## WORK TO COMPLETE
Go through the entries one line at a time, and gather every line that has the word "json".

Saved entries:
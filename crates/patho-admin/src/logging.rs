//! 日志初始化

use crate::config::LoggingConfig;
use patho_core::{PathoError, Result};
use tracing_subscriber::EnvFilter;

/// 解析 `EnvFilter` 指令
pub fn build_filter(directives: &str) -> Result<EnvFilter> {
    EnvFilter::try_new(directives)
        .map_err(|e| PathoError::Config(format!("invalid log filter '{}': {}", directives, e)))
}

/// 安装全局 subscriber，只能调用一次
pub fn init_logging(config: &LoggingConfig) -> Result<()> {
    let filter = build_filter(&config.level)?;
    let builder = tracing_subscriber::fmt()
        .with_env_filter(filter)
        .with_target(true);

    let installed = if config.json {
        builder.json().try_init()
    } else {
        builder.try_init()
    };
    installed.map_err(|e| PathoError::Config(format!("failed to install logger: {}", e)))?;

    tracing::debug!(level = %config.level, json = config.json, "Logging initialised");
    Ok(())
}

## OUTPUT
    let installed = if config.json {
        builder.json().try_init()
    tracing::debug!(level = %config.level, json = config.json, "Logging initialised");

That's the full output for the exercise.